Il Comune di Roncadelle, oltre a programmare e finanziare le aree di intervento nei piani socio-assistenziali, si avvale dell’opera di assistenti sociali, che raccolgono le varie richieste individuali e forniscono le relative risposte d’intervento (anche in base alle risorse disponibili), con la collaborazione del Distretto Socio Sanitario di base dell’A.S.L. Vengono quindi attuati interventi di sostegno al nucleo familiare (affidamento familiare, ecc.), agli adolescenti (centro di aggregazione, informagiovani, ecc.), ai portatori di handicap (inserimenti scolastici e lavoratici, assistenza domiciliare, trasporto presso strutture, ecc.), agli anziani (assistenza domiciliare integrata, servizio pasti e lavanderia, soggiorni climatici, centro sociale, attività ricreativo-culturali e sportive, ecc.), ma anche per chi è in stato di grave emarginazione o devianza e per l’integrazione degli extracomunitari.

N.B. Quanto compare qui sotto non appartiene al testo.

mod arbitrary;

use crate::{JsonReader, JsonToken};

/// Drains `reader` into a flat, printable token list.
///
/// Numbers are rendered through `next_f64`, so `1`, `1.0` and `1e0` print the
/// same.
pub(crate) fn tokens(reader: &mut dyn JsonReader) -> Vec<String> {
    let mut out = Vec::new();
    loop {
        let item = match reader.peek().unwrap() {
            JsonToken::BeginArray => {
                reader.begin_array().unwrap();
                "[".to_owned()
            }
            JsonToken::EndArray => {
                reader.end_array().unwrap();
                "]".to_owned()
            }
            JsonToken::BeginObject => {
                reader.begin_object().unwrap();
                "{".to_owned()
            }
            JsonToken::EndObject => {
                reader.end_object().unwrap();
                "}".to_owned()
            }
            JsonToken::Name => format!("name {}", reader.next_name().unwrap()),
            JsonToken::String => format!("string {}", reader.next_string().unwrap()),
            JsonToken::Number => format!("number {}", reader.next_f64().unwrap()),
            JsonToken::Boolean => format!("bool {}", reader.next_bool().unwrap()),
            JsonToken::Null => {
                reader.next_null().unwrap();
                "null".to_owned()
            }
            JsonToken::EndDocument => return out,
        };
        out.push(item);
    }
}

Essenziale risulta nella realtà assistenziale locale anche l’apporto della parrocchia, da sempre al centro di molte opere di carità e impegnata nell’educazione alla solidarietà. Molteplici sono infatti le iniziative di carità promosse dalla comunità parrocchiale verso gli indigenti, gli immigrati, i portatori di handicap e, in genere, verso le vecchie e le nuove povertà. E tante sono le persone che, a titolo personale, assistono quotidianamente un parente od un amico o svolgono gratuitamente un servizio sociale, sopperendo così alle carenze del sistema assistenziale pubblico.
Per quanto riguarda il volontariato, un’importante iniziativa nell’ambito dell’assistenza sanitaria è stata la creazione del S.A.R.C. (v.) nel 1989, per iniziativa di Mario Vinati (1944-2024) con il Gruppo Alpini (v.) e l’A.V.I.S. (v.), ossia un servizio di trasporto in ambulanza di casi urgenti e di persone non autosufficienti per ricoveri, riabilitazioni, analisi cliniche, ecc.
Altra rilevante iniziativa di volontariato locale è il Centro di Ascolto “Casa Amica” (v.), che dal 2004 opera come Caritas parrocchiale, in spirito di accoglienza e rispetto, per fornire un sostegno a persone e famiglie che vivono momenti di difficoltà, di povertà (non solo economiche) o di esclusione sociale.
Non si può infatti disconoscere l’importante ruolo delle associazioni di volontariato, di cui è ricco il tessuto sociale locale, sempre pronte a collaborare con le istituzioni pubbliche e a dare un utile e sempre più competente contributo per migliorare i programmi politici e i piani socio-sanitari e assistenziali, per qualificare (e ridurre) la spesa nei bilanci comunali, per animare le realtà del territorio locale, senza fini di lucro e animate da un leale e profondo spirito di servizio alla comunità.